Actors, Artists Aim to Turn Around Failing Schools With Project That Integrates Arts

 Sarah Jessica Parker

In this Sept. 1, 2011 file photo, actress Sarah Jessica Parker poses for photographers in London. Sarah Jessica Parker, Kerry Washington and Forest Whitaker are signing up for a new initiative Monday with the Obama administration to adopt some of the nation’s worst-performing schools and help turn them around by integrating arts education throughout the schools. AP Photo/Kirsty Wigglesworth.

Sarah Jessica Parker, Kerry Washington and Forest Whitaker are adopting some of the nation’s worst-performing schools and pledging Monday to help the Obama administration turn them around by integrating arts education.

The President’s Committee on the Arts and the Humanities will announce a new Turnaround Arts initiative as a pilot project for eight schools with officials from the White House and U.S. Department of Education. Organizers said they aim to demonstrate new research that shows the arts can help reduce behavioral problems and increase student attendance, engagement and academic success.

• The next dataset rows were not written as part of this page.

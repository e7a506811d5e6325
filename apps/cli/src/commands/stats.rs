//! Read-only queries over the active profile.

use anyhow::Result;
use review_core::{Direction, KeyValueStore, ProfileKeyResolver, UnifiedSpacedRepetition};
use std::fmt::Write;

/// One line per due item.
pub fn due<S: KeyValueStore, R: ProfileKeyResolver>(
    sr: &UnifiedSpacedRepetition<S, R>,
    direction: Option<Direction>,
) -> Result<String> {
    let due = sr.get_due_items(direction);
    if due.is_empty() {
        return Ok("Nothing due.".to_string());
    }

    let mut out = format!("{} due\n", due.len());
    for state in &due {
        let details = sr.phases().phase_details(state.phase);
        writeln!(
            out,
            "{:<24} {}  {} {:<9} ease {:.2}",
            state.item_id, state.direction, details.icon, details.name, state.ease_factor
        )?;
    }
    Ok(out.trim_end().to_string())
}

pub fn stats<S: KeyValueStore, R: ProfileKeyResolver>(
    sr: &UnifiedSpacedRepetition<S, R>,
    direction: Option<Direction>,
) -> Result<String> {
    Ok(serde_json::to_string_pretty(&sr.get_stats(direction))?)
}

pub fn phases<S: KeyValueStore, R: ProfileKeyResolver>(
    sr: &UnifiedSpacedRepetition<S, R>,
    direction: Option<Direction>,
) -> Result<String> {
    Ok(serde_json::to_string_pretty(&sr.phase_statistics(direction))?)
}
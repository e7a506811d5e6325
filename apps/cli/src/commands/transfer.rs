//! JSON export and import of the active profile.

use anyhow::{Context, Result};
use review_core::{KeyValueStore, ProfileKeyResolver, UnifiedSpacedRepetition};
use std::path::Path;

pub fn export<S: KeyValueStore, R: ProfileKeyResolver>(
    sr: &UnifiedSpacedRepetition<S, R>,
    out: Option<&Path>,
) -> Result<String> {
    let json = sr.export_data()?;
    match out {
        Some(path) => {
            std::fs::write(path, &json)
                .with_context(|| format!("writing export to {}", path.display()))?;
            Ok(format!("exported to {}", path.display()))
        }
        None => Ok(json),
    }
}

pub fn import<S: KeyValueStore, R: ProfileKeyResolver>(
    sr: &mut UnifiedSpacedRepetition<S, R>,
    file: &Path,
) -> Result<String> {
    let json = std::fs::read_to_string(file)
        .with_context(|| format!("reading {}", file.display()))?;
    let report = sr.import_data(&json)?;
    Ok(format!(
        "imported {}, skipped {}, failed {}",
        report.imported, report.skipped, report.failed
    ))
}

The two-year initiative will target eight high-poverty elementary and middle schools. The schools were among the lowest-performing schools in each of their states and had qualified for about $14 million in federal School Improvement Grants from the Obama administration. The arts initiative will bring new training for educators at the Aspen Institute, art supplies and musical instruments totaling about $1 million per year, funded by private foundations and corporate sponsors.

The schools selected for the project are in both urban and rural areas. They are in New Orleans; Denver; Boston; Washington; Des Moines, Iowa; Portland, Ore.; Bridgeport, Conn.; and Lame Deer, Mont.